There are reasons that Apple doesn’t make touchscreen laptops. Apple engineers have tried it internally and found it an unsatisfying experience. Apple’s desktop OS and iOS are vastly different creatures, and reconciling them would be difficult. This is a problem Microsoft hasn’t solved, either: while Microsoft’s Surface Book and Surface Pro 4 are both real joys to use, there’s still some inherent jank in Windows 10 — an OS that was essentially designed to be used with keyboard and mouse — when you try to use it with touch alone.

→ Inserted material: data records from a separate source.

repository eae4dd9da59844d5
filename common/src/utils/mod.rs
pub mod config;
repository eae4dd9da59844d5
mod config;
mod context;
mod stages;
mod state;


pub use config::{PipelineConfig, QueryRequest, DEFAULT_SAMPLE_SIZE};

use std::sync::Arc;

use common::{
    error::AppError,
    storage::{cache_store::CacheStore, types::language::Language},
    utils::config::AppConfig,
};
use rand::Rng;
use tracing::{info, instrument};

use crate::{
    fetcher::{HttpFetcher, IndexFetcher},
    report::QueryOutcome,
};

use self::{context::QueryContext, state::ready};

/// Ensure-fresh-cache, load, lookup, sample and report for a single query.
pub struct XrefPipeline {
    config: PipelineConfig,
    store: CacheStore,
    fetcher: Arc<dyn IndexFetcher>,
}

impl XrefPipeline {
    pub fn new(app_config: &AppConfig) -> Result<Self, AppError> {
        let config = PipelineConfig::from_app_config(app_config)?;
        let store = CacheStore::for_url(app_config.resolved_cache_dir(), &config.index_url)?;
        let fetcher = HttpFetcher::new(app_config.request_timeout())?;

        Ok(Self::with_fetcher(config, store, Arc::new(fetcher)))
    }

    pub fn with_fetcher(
        config: PipelineConfig,
        store: CacheStore,
        fetcher: Arc<dyn IndexFetcher>,
    ) -> Self {
        Self {
            config,
            store,
            fetcher,
        }
    }

    pub fn cache_store(&self) -> &CacheStore {
        &self.store
    }

    /// Run one query. An unsupported language or a missing (class, language)
    /// pair is a normal outcome; transport, parse and I/O failures are errors.
    #[instrument(
        skip_all,
        fields(class = %request.class_name, language = %request.language)
    )]
    pub async fn run<R>(&self, request: &QueryRequest, rng: &mut R) -> Result<QueryOutcome, AppError>
    where
        R: Rng + ?Sized,
    {
        let language = match request.language.parse::<Language>() {
            Ok(language) => language,
            Err(AppError::UnsupportedLanguage { requested, .. }) => {
                info!(%requested, "language not supported; skipping lookup");
                return Ok(QueryOutcome::UnsupportedLanguage {
                    requested,
                    supported: Language::ALL.to_vec(),
                });
            }
            Err(err) => return Err(err),
        };

        if request.max_count == 0 {
            return Err(AppError::Validation(
                "the number of examples to show must be at least 1".into(),
            ));
        }

        let mut ctx = QueryContext::new(
            request,
            language,
            &self.config,
            &self.store,
            self.fetcher.as_ref(),
        );

        match Self::drive(&mut ctx, rng).await {
            Ok(outcome) => Ok(outcome),
            Err(err) => Err(ctx.abort(err)),
        }
    }

    async fn drive<R>(ctx: &mut QueryContext<'_>, rng: &mut R) -> Result<QueryOutcome, AppError>
    where
        R: Rng + ?Sized,
    {
        let machine = ready();
        let machine = stages::check_cache(machine, ctx).await?;
        let machine = stages::refresh_cache(machine, ctx).await?;
        let machine = stages::load(machine, ctx).await?;
        let machine = stages::lookup(machine, ctx)?;

        if ctx.lookup.is_none() {
            info!(
                class = %ctx.request.class_name,
                language = %ctx.language,
                "no examples for this combination"
            );
            return Ok(QueryOutcome::NoExamples {
                class_name: ctx.request.class_name.clone(),
                language: ctx.language,
            });
        }

        let machine = stages::sample(machine, ctx, rng)?;
        let machine = stages::report(machine, ctx)?;

        drop(machine);

        let outcome = ctx.take_outcome()?;
        info!(
            total = outcome.total(),
            shown = outcome.examples().len(),
            refreshed = ctx.needs_refresh,
            "example lookup complete"
        );
        Ok(outcome)
    }
}
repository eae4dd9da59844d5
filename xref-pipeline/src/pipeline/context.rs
use std::time::Duration;

use common::{
    error::AppError,
    storage::{
        cache_store::CacheStore,
        types::{
            index_document::{IndexDocument, Lookup},
            language::Language,
        },
    },
};
use tracing::error;

use crate::{fetcher::IndexFetcher, report::QueryOutcome};

use super::config::{PipelineConfig, QueryRequest};

pub struct QueryContext<'a> {
    pub request: &'a QueryRequest,
    pub language: Language,
    pub config: &'a PipelineConfig,
    pub store: &'a CacheStore,
    pub fetcher: &'a dyn IndexFetcher,
    pub cache_age: Option<Duration>,
    pub needs_refresh: bool,
    pub document: Option<IndexDocument>,
    pub lookup: Option<Lookup>,
    pub total: usize,
    pub examples: Vec<String>,
    pub outcome: Option<QueryOutcome>,
}

impl<'a> QueryContext<'a> {
    pub fn new(
        request: &'a QueryRequest,
        language: Language,
        config: &'a PipelineConfig,
        store: &'a CacheStore,
        fetcher: &'a dyn IndexFetcher,
    ) -> Self {
        Self {
            request,
            language,
            config,
            store,
            fetcher,
            cache_age: None,
            needs_refresh: false,
            document: None,
            lookup: None,
            total: 0,
            examples: Vec::new(),
            outcome: None,
        }
    }

    pub fn document(&self) -> Result<&IndexDocument, AppError> {
        self.document
            .as_ref()
            .ok_or_else(|| AppError::InternalError("index document expected to be loaded".into()))
    }

    pub fn take_outcome(&mut self) -> Result<QueryOutcome, AppError> {
        self.outcome
            .take()
            .ok_or_else(|| AppError::InternalError("query outcome expected after report".into()))
    }

    pub fn abort(&mut self, err: AppError) -> AppError {
        error!(
            class = %self.request.class_name,
            language = %self.language,
            cache = %self.store.path().display(),
            error = %err,
            "example lookup aborted"
        );
        err
    }
}
//! Persistent link between a chat routing node and its coordinator.
//!
//! The coordinator ("center") is the hub every routing node attaches to:
//! nodes log in with their public address, report load on a heartbeat,
//! and hand validated chat upward for fleet-wide fan-out. In return the
//! coordinator pushes chat and moderation orders down.
//!
//! [`CenterLink`] owns one TCP connection to the coordinator and keeps it
//! alive for the life of the process, reconnecting with backoff when it
//! drops. Requests are matched to responses by correlation id; pushes
//! arrive on id 0 and are dispatched to a [`PushHandler`].

mod error;
mod link;
mod pending;

pub use error::UplinkError;
pub use link::{CenterLink, LinkState, UplinkConfig};

use chatforge_protocol::CenterPush;

/// Live load numbers reported to the coordinator on every heartbeat.
///
/// Implemented by whatever owns the connection registry and the player
/// directory; the link only reads the two counters.
pub trait Census: Send + Sync + 'static {
    /// Open client connections, logged in or not.
    fn connection_count(&self) -> usize;

    /// Players currently registered in the directory.
    fn player_count(&self) -> usize;
}

/// Receives unsolicited coordinator pushes (correlation id 0).
///
/// Each push runs on its own task, so implementations may take their
/// time without stalling the link's read loop.
pub trait PushHandler: Send + Sync + 'static {
    /// Handles one decoded push envelope.
    fn handle(&self, push: CenterPush) -> impl std::future::Future<Output = ()> + Send;
}
//! The business rules behind each client command.
//!
//! Every flow takes the shared [`ServerState`], validates, talks to the
//! collaborators it needs, and returns either the `Data` half of a
//! success reply or the [`Status`] to fail with. Framing, envelope
//! decoding and the reply itself stay in the dispatcher.

use std::sync::Arc;
use std::time::SystemTime;

use chatforge_connection::Connection;
use chatforge_directory::{Player, ResolvedServer, Topology};
use chatforge_protocol::{
    ChannelType, ChatMessage, ClientResponse, CommandType, LoginCommand, PlayerId,
    SendMessageCommand, Status, UpdatePlayerInfoCommand, union_is_empty,
};
use sha2::{Digest, Sha256};
use tracing::{debug, info, warn};

use crate::collab::{CollabError, GameVerifier, PlayerStore, WordFilter};
use crate::dispatch;
use crate::server::ServerState;

/// What a flow hands back to the dispatcher: the `Data` of a success
/// reply, or the status code to fail with.
pub(crate) type FlowResult = Result<Option<serde_json::Value>, Status>;

// ---------------------------------------------------------------------------
// Login
// ---------------------------------------------------------------------------

/// The digest a game server signs logins with: lowercase hex of
/// `sha256("{id}-{name}-{app_key}")`.
///
/// Public so that embedding binaries and test harnesses can mint valid
/// signatures without copying the recipe.
pub fn login_sign(id: &PlayerId, name: &str, app_key: &str) -> String {
    let digest = Sha256::digest(format!("{id}-{name}-{app_key}"));
    digest.iter().map(|b| format!("{b:02x}")).collect()
}

pub(crate) async fn login<S, V, W, T>(
    state: &Arc<ServerState<S, V, W, T>>,
    conn: &Arc<Connection>,
    cmd: LoginCommand,
) -> FlowResult
where
    S: PlayerStore,
    V: GameVerifier,
    W: WordFilter,
    T: Topology,
{
    if cmd.sign != login_sign(&cmd.id, &cmd.name, &state.config.app_key) {
        debug!(player = %cmd.id, "login signature mismatch");
        return Err(Status::SignError);
    }

    let resolved = state
        .topology
        .resolve(cmd.partner_id, cmd.server_id)
        .ok_or(Status::ServerGroupNotExist)?;

    // Profile lookup order: online directory, then the store, then the
    // game server for a first login.
    let (mut player, is_new) = match state.directory.get(&cmd.id) {
        Some(cached) => {
            kick_stale_session(state, conn, &cached);
            (cached, false)
        }
        None => match state.store.fetch(&cmd.id).await.map_err(collab_fault)? {
            Some(stored) => (stored, false),
            None => (verify_new_player(state, &cmd, &resolved).await?, true),
        },
    };

    if player.forbidden {
        debug!(player = %player.id, "refused login of forbidden player");
        return Err(Status::PlayerIsForbidden);
    }

    let now = SystemTime::now();
    player.last_login_at = now;
    if !is_new {
        state
            .store
            .touch_login(&player.id, now)
            .await
            .map_err(collab_fault)?;
    }

    player.server_group_id = resolved.group_id;
    player.server_name = resolved.server_name;
    player.connection = Some(conn.id());

    // If this connection was logged in as someone else, that session is
    // over now.
    if let Some(previous) = conn.bind_player(player.id.clone()) {
        if previous != player.id {
            if let Some(record) = state.directory.get(&previous) {
                if record.connection == Some(conn.id()) {
                    state.directory.unregister(&previous);
                }
            }
        }
    }

    state.directory.register(player.clone());

    info!(
        player = %player.id,
        conn = %conn.id(),
        group = %player.server_group_id,
        new = is_new,
        "player logged in"
    );
    snapshot(&player)
}

/// First-login path: the game server behind the player's group has to
/// vouch for the identity before a record is created.
async fn verify_new_player<S, V, W, T>(
    state: &Arc<ServerState<S, V, W, T>>,
    cmd: &LoginCommand,
    resolved: &ResolvedServer,
) -> Result<Player, Status>
where
    S: PlayerStore,
    V: GameVerifier,
    W: WordFilter,
    T: Topology,
{
    let verified = state
        .verifier
        .fetch_player(&resolved.verify_url, &cmd.id)
        .await
        .map_err(collab_fault)?
        .ok_or(Status::PlayerNotExist)?;

    if verified.name != cmd.name {
        return Err(Status::NameError);
    }
    // The game may know a union the client has not heard about yet, so
    // only a non-empty claim has to match.
    if !union_is_empty(&cmd.union_id) && verified.union_id != cmd.union_id {
        return Err(Status::UnionIdError);
    }

    let mut player = Player::new(
        cmd.id.clone(),
        verified.name,
        verified.union_id,
        cmd.extra_msg.clone(),
        cmd.partner_id,
        cmd.server_id,
    );
    player.cross_server = verified.cross_server;

    state.store.insert(&player).await.map_err(collab_fault)?;
    Ok(player)
}

/// Tells a superseded session it lost the device race, then closes it
/// after a grace so the notice has time to flush. The new session keeps
/// going; the delayed disconnect cannot evict it because the directory
/// record points at the new connection by then.
fn kick_stale_session<S, V, W, T>(
    state: &Arc<ServerState<S, V, W, T>>,
    conn: &Arc<Connection>,
    cached: &Player,
) where
    S: PlayerStore,
    V: GameVerifier,
    W: WordFilter,
    T: Topology,
{
    let Some(old_id) = cached.connection else {
        return;
    };
    if old_id == conn.id() {
        return;
    }
    let Some(old_conn) = state.registry.get(old_id) else {
        return;
    };

    info!(
        player = %cached.id,
        old_conn = %old_id,
        new_conn = %conn.id(),
        "player logged in from another device"
    );
    dispatch::respond(
        &old_conn,
        &ClientResponse::fail(CommandType::Login.into(), Status::LoginOnAnotherDevice),
    );

    let state = Arc::clone(state);
    tokio::spawn(async move {
        tokio::time::sleep(state.config.kick_delay).await;
        state.disconnect(&old_conn);
    });
}

// ---------------------------------------------------------------------------
// Logout
// ---------------------------------------------------------------------------

/// Graceful logout. The dispatcher flushes the success reply and then
/// asks the connection to close.
pub(crate) fn logout<S, V, W, T>(
    state: &Arc<ServerState<S, V, W, T>>,
    conn: &Arc<Connection>,
    sender: &Player,
) -> FlowResult
where
    S: PlayerStore,
    V: GameVerifier,
    W: WordFilter,
    T: Topology,
{
    conn.take_player();
    if let Some(record) = state.directory.get(&sender.id) {
        if record.connection == Some(conn.id()) {
            state.directory.unregister(&sender.id);
        }
    }
    info!(player = %sender.id, conn = %conn.id(), "player logged out");
    Ok(None)
}

// ---------------------------------------------------------------------------
// UpdatePlayerInfo
// ---------------------------------------------------------------------------

pub(crate) async fn update_player_info<S, V, W, T>(
    state: &Arc<ServerState<S, V, W, T>>,
    sender: Player,
    cmd: UpdatePlayerInfoCommand,
) -> FlowResult
where
    S: PlayerStore,
    V: GameVerifier,
    W: WordFilter,
    T: Topology,
{
    // Name and union are identity, so a change goes back to the game
    // server for the same checks a first login gets.
    let identity_changed = cmd.name != sender.name || cmd.union_id != sender.union_id;
    if identity_changed {
        let resolved = state
            .topology
            .resolve(sender.partner_id, sender.server_id)
            .ok_or(Status::ServerGroupNotExist)?;
        let verified = state
            .verifier
            .fetch_player(&resolved.verify_url, &sender.id)
            .await
            .map_err(collab_fault)?
            .ok_or(Status::PlayerNotExist)?;
        if verified.name != cmd.name {
            return Err(Status::NameError);
        }
        if !union_is_empty(&cmd.union_id) && verified.union_id != cmd.union_id {
            return Err(Status::UnionIdError);
        }
    }

    if identity_changed || cmd.extra_msg != sender.extra_msg {
        let mut updated = sender.clone();
        updated.name = cmd.name.clone();
        updated.union_id = cmd.union_id.clone();
        updated.extra_msg = cmd.extra_msg.clone();
        state
            .store
            .update_info(&updated)
            .await
            .map_err(collab_fault)?;
    }

    // The session can vanish mid-flight (forbid push, idle sweep); the
    // client learns it is no longer logged in.
    let player = state
        .directory
        .update_info(&sender.id, cmd.name, cmd.union_id, cmd.extra_msg)
        .map_err(|_| Status::NoLogin)?;

    debug!(player = %player.id, "player info updated");
    snapshot(&player)
}

// ---------------------------------------------------------------------------
// SendMessage
// ---------------------------------------------------------------------------

pub(crate) async fn send_message<S, V, W, T>(
    state: &Arc<ServerState<S, V, W, T>>,
    sender: Player,
    cmd: SendMessageCommand,
) -> FlowResult
where
    S: PlayerStore,
    V: GameVerifier,
    W: WordFilter,
    T: Topology,
{
    if sender.is_silenced(SystemTime::now()) {
        return Err(Status::PlayerIsInSilent);
    }

    match cmd.channel_type {
        // Public channels are screened; union and private chat are not.
        ChannelType::World | ChannelType::CrossServer => {
            if state.words.contains_banned(&cmd.message) {
                return Err(Status::ContainForbiddenWord);
            }
        }
        ChannelType::Union => {
            if !sender.has_union() {
                return Err(Status::NotInUnion);
            }
        }
        ChannelType::Private => {
            if cmd.to_player_id.is_empty() {
                return Err(Status::NotFoundTarget);
            }
            if cmd.to_player_id == sender.id {
                return Err(Status::CantSendMessageToSelf);
            }
        }
    }

    if cmd.channel_type == ChannelType::CrossServer {
        ensure_cross_server(state, &sender).await?;
    }

    let message = ChatMessage {
        channel_type: cmd.channel_type,
        server_group_id: sender.server_group_id,
        message: cmd.message,
        from: sender.to_info(),
        to_player_id: cmd.to_player_id,
    };

    // All delivery, even to a recipient on this same process, goes up to
    // the coordinator and comes back as a push.
    if let Err(err) = state.link.forward(message).await {
        warn!(player = %sender.id, error = %err, "chat forward failed");
        return Err(Status::DataError);
    }

    debug!(player = %sender.id, channel = %cmd.channel_type, "message forwarded");
    Ok(None)
}

/// Cross-server talk needs a live entitlement check against the game
/// server, not the flag cached at login.
async fn ensure_cross_server<S, V, W, T>(
    state: &Arc<ServerState<S, V, W, T>>,
    sender: &Player,
) -> Result<(), Status>
where
    S: PlayerStore,
    V: GameVerifier,
    W: WordFilter,
    T: Topology,
{
    let resolved = state
        .topology
        .resolve(sender.partner_id, sender.server_id)
        .ok_or(Status::CantSendCrossServerMessage)?;
    let verified = state
        .verifier
        .fetch_player(&resolved.verify_url, &sender.id)
        .await
        .map_err(collab_fault)?
        .ok_or(Status::CantSendCrossServerMessage)?;
    if !verified.cross_server {
        return Err(Status::CantSendCrossServerMessage);
    }
    Ok(())
}

// ---------------------------------------------------------------------------
// Shared bits
// ---------------------------------------------------------------------------

/// The body of a login/update success reply: the player's wire info.
fn snapshot(player: &Player) -> FlowResult {
    match serde_json::to_value(player.to_info()) {
        Ok(value) => Ok(Some(value)),
        Err(err) => {
            warn!(player = %player.id, error = %err, "player snapshot failed to serialize");
            Err(Status::DataError)
        }
    }
}

/// Collaborator failures all look the same to the client; the detail
/// goes to the log.
fn collab_fault(err: CollabError) -> Status {
    warn!(error = %err, "collaborator call failed");
    Status::DataError
}

// =========================================================================
// Tests
// =========================================================================
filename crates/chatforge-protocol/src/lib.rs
//! Wire protocol for chatforge.
//!
//! This crate defines the "language" spoken on both network surfaces:
//!
//! - **Framing** ([`frame`]) — length-prefixed frames on raw TCP, plain
//!   on the client side, correlation-tagged on the coordinator link.
//! - **Client envelopes** ([`ClientRequest`], [`ClientResponse`], command
//!   payloads) — the JSON exchanged with game clients.
//! - **Coordinator envelopes** ([`CenterRequest`], [`CenterResponse`],
//!   [`CenterPush`] and its payloads) — the JSON exchanged upstream.
//! - **Shared types** ([`PlayerId`], [`ChannelType`], [`Status`], ...) —
//!   identities and enums whose numeric wire values are contractual.
//!
//! # Architecture
//!
//! The protocol layer knows nothing about sockets, connections, or
//! players' whereabouts — it only converts between bytes and typed
//! messages. Everything above it routes; everything below it reads and
//! writes.
//!
//! ```text
//! TCP bytes → frame codec → JSON envelopes → dispatcher / uplink
//! ```

// ---------------------------------------------------------------------------
// Module declarations
// ---------------------------------------------------------------------------

mod center;
mod client;
mod error;
pub mod frame;
mod types;

// ---------------------------------------------------------------------------
// Re-exports
// ---------------------------------------------------------------------------

pub use center::{
    ALL_GROUPS, CenterPush, CenterRequest, CenterResponse, ChatMessage, ForbidMessage,
    PushKind, PushMessage, RequestKind, SilentMessage,
};
pub use client::{
    ClientRequest, ClientResponse, LoginCommand, SendMessageCommand, UpdatePlayerInfoCommand,
};
pub use error::ProtocolError;
pub use frame::TaggedFrame;
pub use types::{
    ChannelType, CommandType, EMPTY_UNION_ID, PlayerId, PlayerInfo, ServerGroupId, Status,
    UnknownWireValue, union_is_empty,
};
//! Player presence and recipient resolution for chatforge.
//!
//! This crate answers the routing tier's central questions:
//!
//! - **Who is online?** — [`PlayerDirectory`], the authoritative map of
//!   logged-in players, partitioned into per-group [`GroupRoster`]s.
//! - **Who gets this message?** — [`PlayerDirectory::resolve_recipients`],
//!   the world/union/private/cross-server channel rules.
//! - **Which group is a game server in?** — the [`Topology`] capability,
//!   implemented by the embedding application against its management
//!   service.
//!
//! The directory deals in owned [`Player`] snapshots: lookups clone,
//! mutations go through directory methods, and no lock is ever visible
//! to callers.

mod directory;
mod error;
mod player;
mod topology;

pub use directory::{GroupRoster, PlayerDirectory};
pub use error::DirectoryError;
pub use player::Player;
pub use topology::{ResolvedServer, Topology};
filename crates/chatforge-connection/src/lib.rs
//! Client connection handling for chatforge.
//!
//! Provides the per-socket [`Connection`] (receive clock, prioritized
//! send queues, lifecycle state), the [`run_drain`] outbound loop, and
//! the process-wide [`ConnectionRegistry`].
//!
//! This crate owns everything between "socket accepted" and "payload
//! handed to the dispatcher": it knows about frames and queues, but not
//! about players, channels, or commands.

mod connection;
mod error;
mod registry;

pub use connection::{ConnState, Connection, Priority, run_drain};
pub use error::ConnectionError;
pub use registry::ConnectionRegistry;

use std::fmt;
use std::sync::atomic::{AtomicU64, Ordering};

/// Counter behind [`ConnectionId::next`]. Starts at 1 so 0 can keep its
/// historical meaning of "no connection" in logs and dumps.
static NEXT_CONNECTION_ID: AtomicU64 = AtomicU64::new(1);

/// Opaque, process-unique identifier for a connection.
///
/// Ids increase monotonically for the life of the process and are never
/// reused, so a stale id can never address a newer connection.
#[derive(Debug, Clone, Copy, PartialEq, Eq, Hash)]
pub struct ConnectionId(u64);

impl ConnectionId {
    /// Allocates the next id.
    pub fn next() -> Self {
        Self(NEXT_CONNECTION_ID.fetch_add(1, Ordering::Relaxed))
    }

    /// Returns the underlying `u64` value.
    pub fn into_inner(self) -> u64 {
        self.0
    }
}

impl fmt::Display for ConnectionId {
    fn fmt(&self, f: &mut fmt::Formatter<'_>) -> fmt::Result {
        write!(f, "conn-{}", self.0)
    }
}
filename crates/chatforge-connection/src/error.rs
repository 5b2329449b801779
/// Errors that can occur on a client connection.
#[derive(Debug, thiserror::Error)]
pub enum ConnectionError {
    /// Writing to the socket failed; the connection is closed.
    #[error("send failed: {0}")]
    SendFailed(#[source] std::io::Error),

    /// Reading from the socket failed.
    #[error("receive failed: {0}")]
    ReceiveFailed(#[source] std::io::Error),

    /// The peer violated the frame protocol.
    #[error(transparent)]
    Protocol(#[from] chatforge_protocol::ProtocolError),
}
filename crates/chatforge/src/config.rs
//! Node-level tunables.

use std::time::Duration;

/// Tunables for a chat node.
///
/// The listen address is given to [`ChatServerBuilder::bind`] rather than
/// carried here, and the coordinator link has its own knobs in
/// [`UplinkConfig`].
///
/// [`ChatServerBuilder::bind`]: crate::ChatServerBuilder::bind
/// [`UplinkConfig`]: chatforge_uplink::UplinkConfig
#[derive(Debug, Clone)]
pub struct ServerConfig {
    /// Shared secret mixed into the login signature. Must match the value
    /// game servers use when signing on behalf of their clients.
    pub app_key: String,
    /// A connection that has not sent a frame for this long is dropped by
    /// the sweep task. Clients are expected to heartbeat well inside it.
    pub idle_timeout: Duration,
    /// How often the sweep task scans for idle connections.
    pub sweep_interval: Duration,
    /// How often the node logs its connection and player counts.
    pub status_interval: Duration,
    /// Grace given to a superseded or forbidden session between the notice
    /// frame and the forced close, so the notice has time to flush.
    pub kick_delay: Duration,
}

impl Default for ServerConfig {
    fn default() -> Self {
        Self {
            app_key: String::new(),
            idle_timeout: Duration::from_secs(300),
            sweep_interval: Duration::from_secs(300),
            status_interval: Duration::from_secs(60),
            kick_delay: Duration::from_secs(2),
        }
    }
}

#[cfg(test)]
mod tests {
    use super::*;

    #[test]
    fn test_server_config_default() {
        let config = ServerConfig::default();
        assert!(config.app_key.is_empty());
        assert_eq!(config.idle_timeout, Duration::from_secs(300));
        assert_eq!(config.sweep_interval, Duration::from_secs(300));
        assert_eq!(config.status_interval, Duration::from_secs(60));
        assert_eq!(config.kick_delay, Duration::from_secs(2));
    }
}
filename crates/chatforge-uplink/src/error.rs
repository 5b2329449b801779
use std::io;
use std::time::Duration;

use chatforge_protocol::ProtocolError;
use thiserror::Error;

/// Errors surfaced by the coordinator link.
#[derive(Debug, Error)]
pub enum UplinkError {
    /// TCP connect to the coordinator failed outright.
    #[error("failed to dial coordinator at {addr}: {source}")]
    Dial {
        addr: String,
        #[source]
        source: io::Error,
    },

    /// TCP connect did not complete within the configured window.
    #[error("dial to coordinator at {addr} timed out")]
    DialTimeout { addr: String },

    /// An operation needed a live link and there is none.
    #[error("coordinator link is not connected")]
    NotConnected,

    /// Writing a frame to the coordinator socket failed.
    #[error("failed to send frame to coordinator: {0}")]
    SendFailed(#[source] io::Error),

    /// The coordinator answered the login request with a non-success code.
    #[error("coordinator refused login (code {code}): {message}")]
    LoginRefused { code: i32, message: String },

    /// No login response arrived within the configured window.
    #[error("coordinator login timed out after {0:?}")]
    LoginTimeout(Duration),

    /// The link dropped while a request was waiting for its response.
    #[error("coordinator link lost before a response arrived")]
    LinkLost,

    /// A frame or payload failed to encode or decode.
    #[error(transparent)]
    Protocol(#[from] ProtocolError),
}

But this used to be what Apple was really good at. It studied gaps in how competitors thought about their computers, their phones, their tablets, and then created hardware and software that was just plain better: elegant and blindingly obvious in retrospect. Now it mainly makes computers, phones, and tablets that are bigger or lighter or more powerful, and occasionally have new features like a Touch Bar or a touch pad with haptic feedback.
And in the meantime, it’s shrunk down its line of computers. There were no updates to the desktop iMac. The MacBook Air was basically dragged through the mud, with the strong suggestion made that users should simply upgrade to a MacBook Pro without a Touch Bar instead. The cheapest of the new Macs on sale now is now $1,499. The cheapest Mac that it seems it will continue to support for any period in the future, the 12-inch MacBook, is $1,299. (I would be willing to bet good money that we never see another update to the MacBook Air line.) All this makes financial sense: Apple makes more money off services like iCloud and Apple Music than it does selling computers. But it’s sad to see them back away from innovating in the space — and shocking to realize that it’s the formerly hidebound, deeply unhip Microsoft that is leading the charge into the future of what personal computers will be.
Tim Cook took a moment today to note that it has been 25 years since the debut of the original PowerBook, and then reeled off a list of things that Apple did first in laptops: first built-in Wi-Fi, first aluminum unibody, first all-Flash memory. All these things have become industry standard. There was nothing we saw today that will do the same.